The relationship had continued to spiral downward after my return from the reunion and I had been given a choice; stay in their home as a “guest” (without the possibility of ever being counted as family again), or leave. For a few weeks, I held tenaciously to the hope that we could work things out, that we could come to some kind of understanding. But I began to wonder what I was hanging onto ~or for~ when all of my siblings joined in on the shunning. In all of the emotionally charged, stinking, filthy, muddy mess, one thing became crystal clear. I had to leave.
The last opportunity for reconciliation came and went as I slipped my arms around my dad’s waist to hug him goodbye. I prayed in that brief moment that he would say something… anything to stop this relational train wreck.
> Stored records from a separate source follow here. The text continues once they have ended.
//! Slack slash-command server.
//!
//! Serves the slash-command endpoint (default `POST /slack/clean`) and
//! `GET /health`. On shutdown it waits for in-flight background relays.

#![cfg_attr(not(test), forbid(unsafe_code))]

use sentry::integrations::tracing as sentry_tracing;
use slack_clean_server::config::ServerConfig;
use slack_clean_server::state::AppState;
use tracing_subscriber::{layer::SubscriberExt, util::SubscriberInitExt};

/// Initialize Sentry error tracking and return guard that must be kept alive.
fn init_sentry(config: &ServerConfig) -> Option<sentry::ClientInitGuard> {
    let dsn = config.sentry_dsn.as_ref()?;

    let guard = sentry::init((
        dsn.as_str(),
        sentry::ClientOptions {
            release: sentry::release_name!(),
            environment: config
                .sentry_environment
                .clone()
                .map(std::borrow::Cow::Owned),
            sample_rate: config.sentry_sample_rate,
            traces_sample_rate: config.sentry_traces_sample_rate,
            attach_stacktrace: true,
            // Request bodies carry callback URLs
            send_default_pii: false,
            ..Default::default()
        },
    ));

    tracing::info!("Sentry initialized");
    Some(guard)
}

/// Filter tracing events to Sentry event types.
fn sentry_event_filter(metadata: &tracing::Metadata<'_>) -> sentry_tracing::EventFilter {
    match *metadata.level() {
        tracing::Level::ERROR | tracing::Level::WARN => sentry_tracing::EventFilter::Event,
        tracing::Level::INFO | tracing::Level::DEBUG => sentry_tracing::EventFilter::Breadcrumb,
        _ => sentry_tracing::EventFilter::Ignore,
    }
}

#[tokio::main]
async fn main() {
    // Load configuration from environment (needed for Sentry init)
    let config = ServerConfig::from_env().expect("Failed to load configuration");

    // Initialize Sentry (must be done before tracing subscriber)
    let _sentry_guard = init_sentry(&config);

    let env_filter = tracing_subscriber::EnvFilter::try_from_default_env()
        .unwrap_or_else(|_| "slack_clean_server=info,tower_http=debug".into());

    // Use JSON format on Fly.io for structured log parsing, text format locally
    let is_fly = std::env::var("FLY_APP_NAME").is_ok();
    let json_layer = is_fly.then(|| tracing_subscriber::fmt::layer().json().flatten_event(true));
    let text_layer = (!is_fly).then(tracing_subscriber::fmt::layer);

    tracing_subscriber::registry()
        .with(env_filter)
        .with(json_layer)
        .with(text_layer)
        .with(sentry_tracing::layer().event_filter(sentry_event_filter))
        .init();

    let state = AppState::new(&config).expect("Failed to create application state");
    let tasks = state.tasks().clone();
    let app = slack_clean_server::app(state);

    let addr = config.socket_addr();
    tracing::info!(
        ack_mode = %config.ack_mode,
        command_path = %config.command_path,
        "slack-clean listening on http://{}",
        addr
    );

    let listener = tokio::net::TcpListener::bind(addr)
        .await
        .expect("Failed to bind to address");

    axum::serve(listener, app)
        .with_graceful_shutdown(shutdown_signal())
        .await
        .expect("Server error");

    tracing::info!(pending = tasks.len(), "Waiting for background tasks");
    tasks.shutdown().await;
    tracing::info!("Shutdown complete");
}

/// Wait for shutdown signal (Ctrl+C or SIGTERM).
async fn shutdown_signal() {
    let ctrl_c = async {
        tokio::signal::ctrl_c()
            .await
            .expect("Failed to install Ctrl+C handler");
    };

    #[cfg(unix)]
    let terminate = async {
        tokio::signal::unix::signal(tokio::signal::unix::SignalKind::terminate())
            .expect("Failed to install signal handler")
            .recv()
            .await;
    };

    #[cfg(not(unix))]
    let terminate = std::future::pending::<()>();

    tokio::select! {
        () = ctrl_c => {},
        () = terminate => {},
    }

    tracing::info!("Shutdown signal received, starting graceful shutdown");
}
You can’t go. We don’t want you to go. This has all been a big mistake. We love you. We can work this out. C’mon, let’s get your suitcase and go home. Instead, his arms lay limp by his side and his lips pursed tightly closed. His face was expressionless and held no clues as to the emotional havoc playing out in front of him.
The captain’s announcement jolted me back to the present moment. “Folks, we are finally cleared for take-off. What do you say we ditch this weather for 72 degrees, and sunny, Southern California skies?” The cabin erupted with applause as my heart began to bleed out.